Lexington, TN was founded around 1830 and sits at 300 ft. above sea level halfway between Nashville and Memphis.
Around 7,000 live in Lexington, ten percent of them below the poverty line. The poverty line runs diagonally with Main St. then takes a sharp right turn at the housing project. Naw, just kidding about that last part. The poverty line isn't formally demarcated in geographical terms; it's more vividly delineated in other ways though.
Why doesn't Lexington have a food pantry? There is the old City school that's been turned into a 'community center.' Surely it has at least one former classroom that'd suffice for food pantry HQ rent-free.
There are at least a dozen and perhaps two dozen Churches in Lexington. Added to that, there is the usual mix of fraternal groups. So potential volunteers exist, and a serviceable organizational infrastructure exists. So why doesn't Lexington have a food pantry?
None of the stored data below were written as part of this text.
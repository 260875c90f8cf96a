//! Per-instrument random-walk price model.
//!
//! One call to [`PriceModel::advance`] performs a single tick for one
//! instrument: a stochastic return around a small upward drift, scaled by
//! the instrument's volatility tier (damped when the market is closed),
//! shifted by the systemic sentiment offset, adjusted multiplicatively by
//! the summed impact of active events, and clamped to a positive floor.
//! Day-change fields are recomputed from the fixed previous close, and a
//! history point is recorded at most once per simulated minute.

use rand::Rng;
use rand::rngs::StdRng;
use serde::{Deserialize, Serialize};
use types::{Instrument, Price, PricePoint, Sentiment, Timestamp, VolatilityTier};

/// Per-tick cumulative volume accretion upper bound.
const TICK_VOLUME_MAX: u64 = 100_000;
/// Volume attributed to a recorded history point.
const POINT_VOLUME_MIN: u64 = 500_000;
const POINT_VOLUME_MAX: u64 = 1_500_000;

// =============================================================================
// PriceModelConfig
// =============================================================================

/// Declarative configuration for the price model.
#[derive(Debug, Clone, PartialEq, Serialize, Deserialize)]
pub struct PriceModelConfig {
    /// Per-tick noise amplitude for low-volatility instruments.
    pub low_volatility: f64,
    /// Per-tick noise amplitude for medium-volatility instruments.
    pub medium_volatility: f64,
    /// Per-tick noise amplitude for high-volatility instruments.
    pub high_volatility: f64,

    /// Volatility multiplier while the market is closed. Closed-market
    /// drift stays visible but muted.
    pub closed_market_damping: f64,

    /// Constant positive per-tick return bias (long-run upward tendency).
    pub drift: f64,

    /// Absolute price offset applied to every instrument when sentiment is
    /// bearish.
    pub bearish_offset: f64,
    /// Absolute price offset applied to every instrument when sentiment is
    /// bullish.
    pub bullish_offset: f64,

    /// Minimum price after every perturbation.
    pub price_floor: Price,

    /// Minimum simulated time between recorded history points.
    pub history_interval_ms: u64,
    /// Maximum history points retained per instrument.
    pub max_history_points: usize,
}

impl Default for PriceModelConfig {
    fn default() -> Self {
        Self {
            low_volatility: 0.002,
            medium_volatility: 0.005,
            high_volatility: 0.01,
            closed_market_damping: 0.3,
            drift: 0.0001,
            bearish_offset: -0.001,
            bullish_offset: 0.001,
            price_floor: Price::from_float(0.01),
            history_interval_ms: 60_000, // one simulated minute
            max_history_points: 1_000,
        }
    }
}

impl PriceModelConfig {
    /// Resolve the base noise amplitude for a volatility tier.
    pub fn volatility_for(&self, tier: VolatilityTier) -> f64 {
        match tier {
            VolatilityTier::Low => self.low_volatility,
            VolatilityTier::Medium => self.medium_volatility,
            VolatilityTier::High => self.high_volatility,
        }
    }

    /// Resolve the systemic price offset for a sentiment value.
    pub fn sentiment_offset(&self, sentiment: Sentiment) -> f64 {
        match sentiment {
            Sentiment::Bearish => self.bearish_offset,
            Sentiment::Neutral => 0.0,
            Sentiment::Bullish => self.bullish_offset,
        }
    }
}

// =============================================================================
// TickContext
// =============================================================================

/// Inputs to one price update, assembled by the engine.
#[derive(Debug, Clone, Copy, PartialEq)]
pub struct TickContext {
    /// Current simulated time.
    pub now: Timestamp,
    /// Whether the market session is open.
    pub market_open: bool,
    /// Global sentiment lever.
    pub sentiment: Sentiment,
    /// Summed fractional impact of active events targeting this symbol
    /// (e.g., two active events of +4% and −1% → 0.03).
    pub event_impact: f64,
}

// =============================================================================
// PriceModel
// =============================================================================

/// The random-walk price process applied to every instrument each tick.
#[derive(Debug, Clone, Default)]
pub struct PriceModel {
    config: PriceModelConfig,
}

impl PriceModel {
    /// Create a model with the given configuration.
    pub fn new(config: PriceModelConfig) -> Self {
        Self { config }
    }

    /// The model's configuration.
    pub fn config(&self) -> &PriceModelConfig {
        &self.config
    }

    /// Advance one instrument by one tick.
    ///
    /// The uniform noise term is sampled independently per instrument per
    /// tick; there is no cross-instrument correlation.
    pub fn advance(&self, instrument: &mut Instrument, ctx: &TickContext, rng: &mut StdRng) {
        let base = self.config.volatility_for(instrument.volatility);
        let volatility = if ctx.market_open {
            base
        } else {
            base * self.config.closed_market_damping
        };

        let shock = rng.random_range(-volatility..=volatility);
        let prior = instrument.price.to_float();
        let floor = self.config.price_floor.to_float();

        // Random walk with drift, plus the systemic sentiment offset
        let walked = (prior + prior * (self.config.drift + shock)
            + self.config.sentiment_offset(ctx.sentiment))
        .max(floor);

        // Active event impact applies multiplicatively on top
        let settled = (walked * (1.0 + ctx.event_impact)).max(floor);
        let new_price = Price::from_float(settled);

        instrument.volume += rng.random_range(0..=TICK_VOLUME_MAX);

        // Record a history point at most once per simulated minute; the live
        // price below updates regardless.
        if ctx.now.saturating_sub(instrument.last_history_at) >= self.config.history_interval_ms {
            let point = PricePoint {
                timestamp: ctx.now,
                open: instrument.price,
                high: instrument.price.max(new_price),
                low: instrument.price.min(new_price),
                close: new_price,
                volume: rng.random_range(POINT_VOLUME_MIN..=POINT_VOLUME_MAX),
            };
            instrument.record_price_point(point, self.config.max_history_points);
        }

        instrument.price = new_price;
        instrument.day_change = new_price - instrument.previous_close;
        instrument.day_change_percent = if instrument.previous_close.is_positive() {
            instrument.day_change.to_float() / instrument.previous_close.to_float() * 100.0
        } else {
            0.0
        };
    }
}

// =============================================================================
// Tests
// =============================================================================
Uhmm... let me see. Because they'd stay out of food 3/4 of the time? Well that's likely true, but what about that other 1/4 of the time? Wouldn't they be sending people home with some canned goods and a few boxes of macaroni & cheese?
A loaf of bread, a jar of peanut butter? This week I will contact Hope Ministries. It sits in threadbare dignity in one of the poorest sections of Lexington; street I used to live on in fact.